**Activity:**
Show every line of the records below that contains the word "Value".

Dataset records
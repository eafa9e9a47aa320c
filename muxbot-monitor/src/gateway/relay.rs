//! HTTP relay to the spreadsheet webhook
//!
//! Adds the Authorization header and normalizes every outcome into a
//! [`GatewayResponse`].

use super::{GatewayResponse, TableGateway};
use async_trait::async_trait;
use muxbot_common::{Error, Result};
use serde_json::Value;
use std::time::Duration;
use tracing::{debug, warn};

const USER_AGENT: &str = concat!("muxbot-monitor/", env!("CARGO_PKG_VERSION"));
const REQUEST_TIMEOUT: Duration = Duration::from_secs(30);

/// reqwest-backed relay
#[derive(Clone)]
pub struct RelayGateway {
    http_client: reqwest::Client,
    token: Option<String>,
}

impl RelayGateway {
    pub fn new(token: Option<String>) -> Result<Self> {
        let http_client = reqwest::Client::builder()
            .user_agent(USER_AGENT)
            .timeout(REQUEST_TIMEOUT)
            .build()
            .map_err(Error::Http)?;

        Ok(Self {
            http_client,
            token: token.filter(|t| !t.trim().is_empty()),
        })
    }

    fn authorize(&self, request: reqwest::RequestBuilder) -> reqwest::RequestBuilder {
        match &self.token {
            Some(token) => request.bearer_auth(token),
            None => request,
        }
    }

    async fn finish(&self, sent: reqwest::Result<reqwest::Response>, method: &str) -> GatewayResponse {
        let response = match sent {
            Ok(response) => response,
            Err(e) => {
                warn!(method, error = %e, "Relay request failed");
                return GatewayResponse::failure(e.to_string());
            }
        };

        let status = response.status();
        let text = match response.text().await {
            Ok(text) => text,
            Err(e) => {
                warn!(method, error = %e, "Relay response body unreadable");
                return GatewayResponse::failure(e.to_string());
            }
        };

        if !status.is_success() {
            warn!(method, status = status.as_u16(), "Relay returned non-success status");
            return GatewayResponse::http_status(status.as_u16(), &text);
        }

        let parsed = GatewayResponse::from_body_text(&text);
        debug!(method, ok = parsed.ok, "Relay response");
        parsed
    }
}

#[async_trait]
impl TableGateway for RelayGateway {
    async fn post(&self, url: &str, payload: &Value) -> GatewayResponse {
        debug!(url = %url, payload = %payload, "Posting to sheet");
        let sent = self
            .authorize(self.http_client.post(url))
            .json(payload)
            .send()
            .await;
        self.finish(sent, "POST").await
    }

    async fn get(&self, url: &str) -> GatewayResponse {
        debug!(url = %url, "Reading from sheet");
        let sent = self.authorize(self.http_client.get(url)).send().await;
        self.finish(sent, "GET").await
    }
}

#[cfg(test)]
mod tests {
    use super::*;

    #[test]
    fn test_client_creation() {
        assert!(RelayGateway::new(None).is_ok());
    }

    #[test]
    fn test_blank_token_is_dropped() {
        let relay = RelayGateway::new(Some("  ".to_string())).unwrap();
        assert!(relay.token.is_none());
    }

    #[tokio::test]
    async fn test_unreachable_host_degrades_to_failure() {
        let relay = RelayGateway::new(None).unwrap();
        // Port 9 (discard) on localhost is not expected to speak HTTP
        let resp = relay.get("http://127.0.0.1:9/exec?action=get_peak").await;
        assert!(!resp.ok);
        assert!(resp.error().is_some());
    }

    #[tokio::test]
    async fn test_invalid_url_degrades_to_failure() {
        let relay = RelayGateway::new(None).unwrap();
        let resp = relay.post("not a url", &serde_json::json!({})).await;
        assert!(!resp.ok);
    }
}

**Response area:**
use serde_json::Value;
    async fn post(&self, url: &str, payload: &Value) -> GatewayResponse {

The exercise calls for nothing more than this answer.